The 44-year-old was axed after falling out with Dortmund’s CEO Hans-Joachim Watzke and losing the support of the dressing room. He publicly disagreed with Watzke over whether the team should have played a Champions League quarter-final the day after a series of bombs blasted the team bus.

His players then also turned on him after Tuchel left out stalwart midfielder Nuri Sahin for their 2-1 win over Eintracht Frankfurt in the cup final.

In his two years at Dortmund, it was the only silverware he won in Germany as his side was unable to loosen Bayern Munich’s grip on the Bundesliga.

By his own admission, Tuchel can be a challenging personality. “I wasn’t easy to deal with as a player,” he admitted in a 2009 interview.

Like his role model Pep Guardiola, Tuchel is not afraid to switch formation or tactics two or three times during a game, making it impossible for opposing coaches to second-guess him. He can be prickly in post-match press conferences.

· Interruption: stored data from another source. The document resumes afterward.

use rand::rngs::StdRng;
use rand::Rng;

/// Where the effective seed of a fit comes from.
#[derive(Debug, Clone, Default)]
pub enum RandomState {
    /// Fresh system entropy on every fit.
    #[default]
    Entropy,
    /// This exact seed.
    Seed(u64),
    /// A seed drawn from the generator; successive fits draw different seeds.
    Generator(StdRng),
}

impl RandomState {
    /// Resolves the seed for one fit, in `[0, i32::MAX)`.
    pub fn draw_seed(&mut self) -> u64 {
        match self {
            RandomState::Seed(seed) => *seed,
            RandomState::Generator(rng) => rng.gen_range(0..i32::MAX as u64),
            RandomState::Entropy => rand::thread_rng().gen_range(0..i32::MAX as u64),
        }
    }
}

impl From<Option<u64>> for RandomState {
    fn from(seed: Option<u64>) -> Self {
        seed.map_or(RandomState::Entropy, RandomState::Seed)
    }
}
//! Checkpoint file naming and post-training recovery.

use std::path::{Path, PathBuf};
use std::sync::atomic::{AtomicU64, Ordering};
use std::time::{SystemTime, UNIX_EPOCH};

use tracing::{debug, info};

use crate::error::Result;
use crate::model::autoencoder::AutoEncoder;

pub const CHECKPOINT_EXTENSION: &str = ".json";

static TOKEN_COUNTER: AtomicU64 = AtomicU64::new(0);

/// `file_path + file_name + ".json"`, joined as plain strings so a
/// `file_path` without a trailing separator acts as a name prefix.
pub fn checkpoint_path(file_path: &str, file_name: &str) -> PathBuf {
    PathBuf::from(format!("{file_path}{file_name}{CHECKPOINT_EXTENSION}"))
}

/// File name unique within this process: nanoseconds since the Unix epoch
/// plus a counter for fits started within the same tick.
pub fn unique_token() -> String {
    let nanos = SystemTime::now()
        .duration_since(UNIX_EPOCH)
        .map(|d| d.as_nanos())
        .unwrap_or_default();
    let n = TOKEN_COUNTER.fetch_add(1, Ordering::Relaxed);
    format!("{nanos}_{n}")
}

/// Where the canonical post-training model came from.
#[derive(Debug, Clone)]
pub enum CheckpointResolution {
    /// Read back from the checkpoint file, inference-only.
    Loaded(AutoEncoder),
    /// No checkpoint on disk; an independent clone of the training model.
    Fallback(AutoEncoder),
}

impl CheckpointResolution {
    pub fn is_loaded(&self) -> bool {
        matches!(self, CheckpointResolution::Loaded(_))
    }

    pub fn into_model(self) -> AutoEncoder {
        match self {
            CheckpointResolution::Loaded(m) | CheckpointResolution::Fallback(m) => m,
        }
    }
}

/// Loads the best-model checkpoint at `path` if it exists, deleting it
/// afterwards unless `keep_file`. A missing file is not an error.
pub fn resolve_checkpoint(
    path: &Path,
    training_model: &AutoEncoder,
    keep_file: bool,
) -> Result<CheckpointResolution> {
    if !path.is_file() {
        debug!(path = %path.display(), "no checkpoint written, using a copy of the training model");
        return Ok(CheckpointResolution::Fallback(training_model.clone()));
    }

    let model = AutoEncoder::load_json(path)?.into_uncompiled();
    if !keep_file {
        std::fs::remove_file(path)?;
    }
    info!(path = %path.display(), kept = keep_file, "loaded best checkpoint");
    Ok(CheckpointResolution::Loaded(model))
}

#[cfg(test)]
mod tests {
    use super::*;
    use crate::math::matrix::Matrix;
    use crate::network::builder::AeBiGruNetwork;
    use crate::network::config::NetworkConfig;
    use rand::rngs::StdRng;
    use rand::SeedableRng;

    fn model(seed: u64) -> AutoEncoder {
        let cfg = NetworkConfig { latent_space_dim: 2, n_layers: 1, n_units: Some(3.into()), ..NetworkConfig::default() };
        let (e, d) = AeBiGruNetwork::new(cfg).build_network((5, 2), &mut StdRng::seed_from_u64(seed)).unwrap();
        AutoEncoder::new((5, 2), e, d)
    }

    #[test]
    fn path_is_plain_concatenation() {
        assert_eq!(checkpoint_path("./", "best_model"), PathBuf::from("./best_model.json"));
        assert_eq!(checkpoint_path("/tmp/run_", "a"), PathBuf::from("/tmp/run_a.json"));
    }

    #[test]
    fn tokens_are_unique() {
        let a = unique_token();
        let b = unique_token();
        assert_ne!(a, b);
    }

    #[test]
    fn missing_file_falls_back_to_independent_clone() {
        let dir = tempfile::TempDir::new().unwrap();
        let trained = model(1);
        let resolved = resolve_checkpoint(&dir.path().join("absent.json"), &trained, false).unwrap();
        assert!(!resolved.is_loaded());

        let mut copy = resolved.into_model();
        let x = Matrix::from_data(vec![vec![0.2, -0.4]; 5]);
        assert_eq!(copy.predict(&x).unwrap(), trained.predict(&x).unwrap());

        for p in copy.params_mut() {
            p.value.scale_in_place(0.0);
        }
        assert_ne!(copy.predict(&x).unwrap(), trained.predict(&x).unwrap());
    }

    #[test]
    fn loaded_checkpoint_is_deleted_unless_kept() {
        let dir = tempfile::TempDir::new().unwrap();
        let path = dir.path().join("ckpt.json");
        let best = model(2);
        let x = Matrix::from_data(vec![vec![0.1, 0.3]; 5]);

        best.save_json(&path).unwrap();
        let resolved = resolve_checkpoint(&path, &model(3), false).unwrap();
        assert!(resolved.is_loaded());
        assert!(!path.exists());
        assert_eq!(resolved.into_model().predict(&x).unwrap(), best.predict(&x).unwrap());

        best.save_json(&path).unwrap();
        resolve_checkpoint(&path, &model(3), true).unwrap();
        assert!(path.exists());
    }
}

A knee injury cut short his playing career as a defender at third-division Ulm in 1998 and he turned his hand to coaching. He cut his teeth in the youth academies at VfB Stuttgart and Augsburg.

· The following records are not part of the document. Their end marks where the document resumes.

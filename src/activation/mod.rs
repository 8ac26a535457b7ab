pub mod activation;

pub use activation::{ActivationFunction, ActivationSpec};
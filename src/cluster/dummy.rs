//! Baseline clusterer that ignores the data when assigning labels.

use std::str::FromStr;

use rand::rngs::StdRng;
use rand::{Rng, SeedableRng};
use serde::{Serialize, Deserialize};

use crate::cluster::{within_cluster_sse, Clusterer};
use crate::error::{Error, Result};
use crate::math::matrix::Matrix;

#[derive(Debug, Clone, Copy, PartialEq, Eq, Default, Serialize, Deserialize)]
#[serde(rename_all = "snake_case")]
pub enum DummyStrategy {
    /// Round robin: row `i` goes to cluster `i % n_clusters`.
    #[default]
    Uniform,
    /// Uniformly random labels, reproducible for a fitted instance.
    Random,
    /// Everything in cluster 0.
    SingleCluster,
}

impl FromStr for DummyStrategy {
    type Err = Error;

    fn from_str(s: &str) -> Result<Self> {
        match s {
            "uniform" => Ok(DummyStrategy::Uniform),
            "random" => Ok(DummyStrategy::Random),
            "single_cluster" => Ok(DummyStrategy::SingleCluster),
            other => Err(Error::config(format!("unknown dummy strategy '{other}'"))),
        }
    }
}

#[derive(Debug, Clone, PartialEq, Serialize, Deserialize)]
pub struct DummyClusterer {
    n_clusters: usize,
    pub strategy: DummyStrategy,
    pub seed: Option<u64>,
    #[serde(default)]
    fitted_seed: Option<u64>,
    #[serde(default)]
    labels: Vec<usize>,
}

impl DummyClusterer {
    pub fn new(n_clusters: usize) -> Self {
        DummyClusterer {
            n_clusters,
            strategy: DummyStrategy::default(),
            seed: None,
            fitted_seed: None,
            labels: Vec::new(),
        }
    }

    pub fn with_strategy(mut self, strategy: DummyStrategy) -> Self {
        self.strategy = strategy;
        self
    }

    pub fn with_seed(mut self, seed: u64) -> Self {
        self.seed = Some(seed);
        self
    }

    pub fn n_clusters(&self) -> usize {
        self.n_clusters
    }

    /// Labels assigned to the data seen by `fit`.
    pub fn labels(&self) -> &[usize] {
        &self.labels
    }

    fn assign(&self, n_rows: usize, seed: u64) -> Vec<usize> {
        match self.strategy {
            DummyStrategy::Uniform => (0..n_rows).map(|i| i % self.n_clusters).collect(),
            DummyStrategy::SingleCluster => vec![0; n_rows],
            DummyStrategy::Random => {
                let mut rng = StdRng::seed_from_u64(seed);
                (0..n_rows).map(|_| rng.gen_range(0..self.n_clusters)).collect()
            }
        }
    }
}

impl Clusterer for DummyClusterer {
    fn fit(&mut self, z: &Matrix) -> Result<()> {
        if z.rows == 0 {
            return Err(Error::EmptyData);
        }
        if self.n_clusters == 0 {
            return Err(Error::config("n_clusters must be at least 1"));
        }
        let seed = self.seed.unwrap_or_else(|| rand::thread_rng().gen());
        self.fitted_seed = Some(seed);
        self.labels = self.assign(z.rows, seed);
        Ok(())
    }

    fn predict(&self, z: &Matrix) -> Result<Vec<usize>> {
        let seed = self.fitted_seed.ok_or(Error::NotFitted("predict"))?;
        Ok(self.assign(z.rows, seed))
    }

    /// Negative within-cluster sum of squares of the predicted labelling.
    fn score(&self, z: &Matrix) -> Result<f64> {
        let labels = self.predict(z)?;
        Ok(-within_cluster_sse(z, &labels, self.n_clusters))
    }
}

#[cfg(test)]
mod tests {
    use super::*;

    fn z(n: usize) -> Matrix {
        Matrix::from_data((0..n).map(|i| vec![i as f64, 1.0]).collect())
    }

    #[test]
    fn uniform_is_round_robin() {
        let mut d = DummyClusterer::new(3);
        d.fit(&z(7)).unwrap();
        assert_eq!(d.labels(), &[0, 1, 2, 0, 1, 2, 0]);
        assert_eq!(d.n_clusters(), 3);
    }

    #[test]
    fn single_cluster_score_is_total_variance() {
        let mut d = DummyClusterer::new(2).with_strategy(DummyStrategy::SingleCluster);
        d.fit(&z(3)).unwrap();
        // column 0 = [0, 1, 2], mean 1 → SSE 2; column 1 is constant
        assert_eq!(d.score(&z(3)).unwrap(), -2.0);
    }

    #[test]
    fn random_labels_are_stable_after_fit() {
        let mut d = DummyClusterer::new(4).with_strategy(DummyStrategy::Random);
        d.fit(&z(20)).unwrap();
        let first = d.predict(&z(20)).unwrap();
        assert_eq!(first, d.predict(&z(20)).unwrap());
        assert_eq!(first, d.labels());
        assert!(first.iter().all(|&l| l < 4));
    }

    #[test]
    fn strategy_parses_from_str() {
        assert_eq!("single_cluster".parse::<DummyStrategy>().unwrap(), DummyStrategy::SingleCluster);
        assert!("kmeans".parse::<DummyStrategy>().is_err());
    }

    #[test]
    fn predict_before_fit_fails() {
        assert!(matches!(DummyClusterer::new(2).predict(&z(2)), Err(Error::NotFitted(_))));
    }
}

His career took off at Mainz where he was promoted from Under-19’s boss to first-team head coach, two days before the start of the 2009/10 season with no Bundesliga experience.

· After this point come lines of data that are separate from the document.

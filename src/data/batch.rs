use serde::{Serialize, Deserialize};

use crate::error::{Error, Result};
use crate::math::matrix::Matrix;

/// A batch of multivariate time series laid out `(case, channel, timepoint)`.
///
/// Values are stored flat in that order; `get(case, channel, t)` is
/// `data[(case * n_channels + channel) * n_timepoints + t]`.
#[derive(Debug, Clone, PartialEq, Serialize, Deserialize)]
pub struct TimeSeriesBatch {
    n_cases: usize,
    n_channels: usize,
    n_timepoints: usize,
    data: Vec<f64>,
}

impl TimeSeriesBatch {
    pub fn new(n_cases: usize, n_channels: usize, n_timepoints: usize, data: Vec<f64>) -> Result<Self> {
        if n_cases == 0 || n_channels == 0 || n_timepoints == 0 {
            return Err(Error::EmptyData);
        }
        let expected = n_cases * n_channels * n_timepoints;
        if data.len() != expected {
            return Err(Error::ShapeMismatch {
                expected: vec![expected],
                got: vec![data.len()],
            });
        }
        Ok(TimeSeriesBatch { n_cases, n_channels, n_timepoints, data })
    }

    /// Builds a batch from `cases[case][channel][t]`. Every case must have the
    /// same number of channels and every channel the same length.
    pub fn from_nested(cases: &[Vec<Vec<f64>>]) -> Result<Self> {
        let n_cases = cases.len();
        let n_channels = cases.first().map_or(0, |c| c.len());
        let n_timepoints = cases.first().and_then(|c| c.first()).map_or(0, |s| s.len());
        let mut data = Vec::with_capacity(n_cases * n_channels * n_timepoints);
        for case in cases {
            if case.len() != n_channels {
                return Err(Error::ShapeMismatch {
                    expected: vec![n_channels],
                    got: vec![case.len()],
                });
            }
            for series in case {
                if series.len() != n_timepoints {
                    return Err(Error::ShapeMismatch {
                        expected: vec![n_timepoints],
                        got: vec![series.len()],
                    });
                }
                data.extend_from_slice(series);
            }
        }
        TimeSeriesBatch::new(n_cases, n_channels, n_timepoints, data)
    }

    /// `(n_cases, n_channels, n_timepoints)`.
    pub fn shape(&self) -> (usize, usize, usize) {
        (self.n_cases, self.n_channels, self.n_timepoints)
    }

    pub fn get(&self, case: usize, channel: usize, t: usize) -> f64 {
        self.data[(case * self.n_channels + channel) * self.n_timepoints + t]
    }

    pub fn as_slice(&self) -> &[f64] {
        &self.data
    }

    /// Transposes every case to `(timepoint, channel)`.
    pub fn to_sequences(&self) -> SequenceBatch {
        let samples = (0..self.n_cases)
            .map(|case| {
                let rows = (0..self.n_timepoints)
                    .map(|t| (0..self.n_channels).map(|ch| self.get(case, ch, t)).collect())
                    .collect();
                Matrix::from_data(rows)
            })
            .collect();
        SequenceBatch { samples, sample_shape: (self.n_timepoints, self.n_channels) }
    }
}

/// Cases in the internal `(timepoint, channel)` layout, one matrix each.
#[derive(Debug, Clone, PartialEq)]
pub struct SequenceBatch {
    samples: Vec<Matrix>,
    sample_shape: (usize, usize),
}

impl SequenceBatch {
    /// `(n_timepoints, n_channels)` shared by every sample.
    pub fn sample_shape(&self) -> (usize, usize) {
        self.sample_shape
    }

    pub fn len(&self) -> usize {
        self.samples.len()
    }

    pub fn is_empty(&self) -> bool {
        self.samples.is_empty()
    }

    pub fn samples(&self) -> &[Matrix] {
        &self.samples
    }
}

#[cfg(test)]
mod tests {
    use super::*;

    fn batch() -> TimeSeriesBatch {
        // 2 cases, 2 channels, 3 timepoints; value = case*100 + channel*10 + t
        let data = (0..2)
            .flat_map(|c| (0..2).flat_map(move |ch| (0..3).map(move |t| (c * 100 + ch * 10 + t) as f64)))
            .collect();
        TimeSeriesBatch::new(2, 2, 3, data).unwrap()
    }

    #[test]
    fn sequences_are_time_major() {
        let seq = batch().to_sequences();
        assert_eq!(seq.len(), 2);
        assert_eq!(seq.sample_shape(), (3, 2));
        let second = &seq.samples()[1];
        assert_eq!(second.row(2), &[102.0, 112.0]);
        assert_eq!(second.row(0), &[100.0, 110.0]);
    }

    #[test]
    fn nested_and_flat_agree() {
        let nested = vec![
            vec![vec![0.0, 1.0, 2.0], vec![10.0, 11.0, 12.0]],
            vec![vec![100.0, 101.0, 102.0], vec![110.0, 111.0, 112.0]],
        ];
        assert_eq!(TimeSeriesBatch::from_nested(&nested).unwrap(), batch());
    }

    #[test]
    fn ragged_input_is_rejected() {
        let nested = vec![vec![vec![0.0, 1.0]], vec![vec![0.0]]];
        assert!(matches!(TimeSeriesBatch::from_nested(&nested), Err(Error::ShapeMismatch { .. })));
    }

    #[test]
    fn wrong_length_and_empty_are_rejected() {
        assert!(matches!(TimeSeriesBatch::new(2, 2, 3, vec![0.0; 5]), Err(Error::ShapeMismatch { .. })));
        assert!(matches!(TimeSeriesBatch::new(0, 2, 3, vec![]), Err(Error::EmptyData)));
        assert!(matches!(TimeSeriesBatch::from_nested(&[]), Err(Error::EmptyData)));
    }
}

“We had a rule-breaker at Mainz. The club manager Christian Heidel, who had the courage to make me a Bundesliga coach,” Tuchel later said of his shock appointment.

Tuchel also turned out to be a rule-breaker. Working with an annual budget dwarfed by Mainz’s Bundesliga rivals, Tuchel succeeded by insisting on high-tempo, attacking football.

He shuffled his side constantly, choosing his team based on the best way to exploit opponents’ weaknesses.

Tuchel believed Mainz could only survive in the league by playing in a variety of styles, making them unpredictable for their rivals. His side set a Bundesliga record by winning their first seven games of the 2010/11 season.

Tuchel helped nurture talent like Andre Schuerrle, whose cross Mario Goetze converted for the winning goal in the 2014 World Cup final.

Mainz finished seventh in the 2013/14 Bundesliga, but Tuchel walked away with a year left on his contract, saying he had taken the team as far as he could.

Mainz had twice reached the Europa League and held their own against Germany’s top clubs.

Just like Guardiola before him after his time at Barcelona, Tuchel took a year’s sabbatical after leaving Mainz.

When Jurgen Klopp announced he was leaving Dortmund in 2015, Tuchel was ready to follow in his footsteps from Mainz to Dortmund. You could not get two more contrasting characters.

The unshaven Klopp’s rock and roll, fist-pumping style on the sidelines was juxtaposed by the clean-shaven, brooding Tuchel. Before Klopp left, he warned Dortmund’s fans about making comparisons between his success and the new boss. However, Tuchel built on Klopp’s accomplishments, steering Dortmund to second and third in the Bundesliga, securing Champions League qualification in his two seasons.

The bomb attack on the Dortmund team bus in April last year triggered the events which led to his exit. Tuchel was onboard when three bombs hit the team bus on the way to their Champions League quarter-final at home to Monaco. The game was initially postponed, then played less than 24 hours later when the hosts lost 3-2, and Tuchel was left fuming. He complained that he was not consulted about whether the match should have taken place. Watzke refuted the claim and Tuchel was forced out.

“Our biggest disagreement came because I was on the bus and he was not,” Tuchel said in court in March during the trial of the German-Russian accused of the bomb attack. “There were differences in the way he dealt with me, even without blaming him.”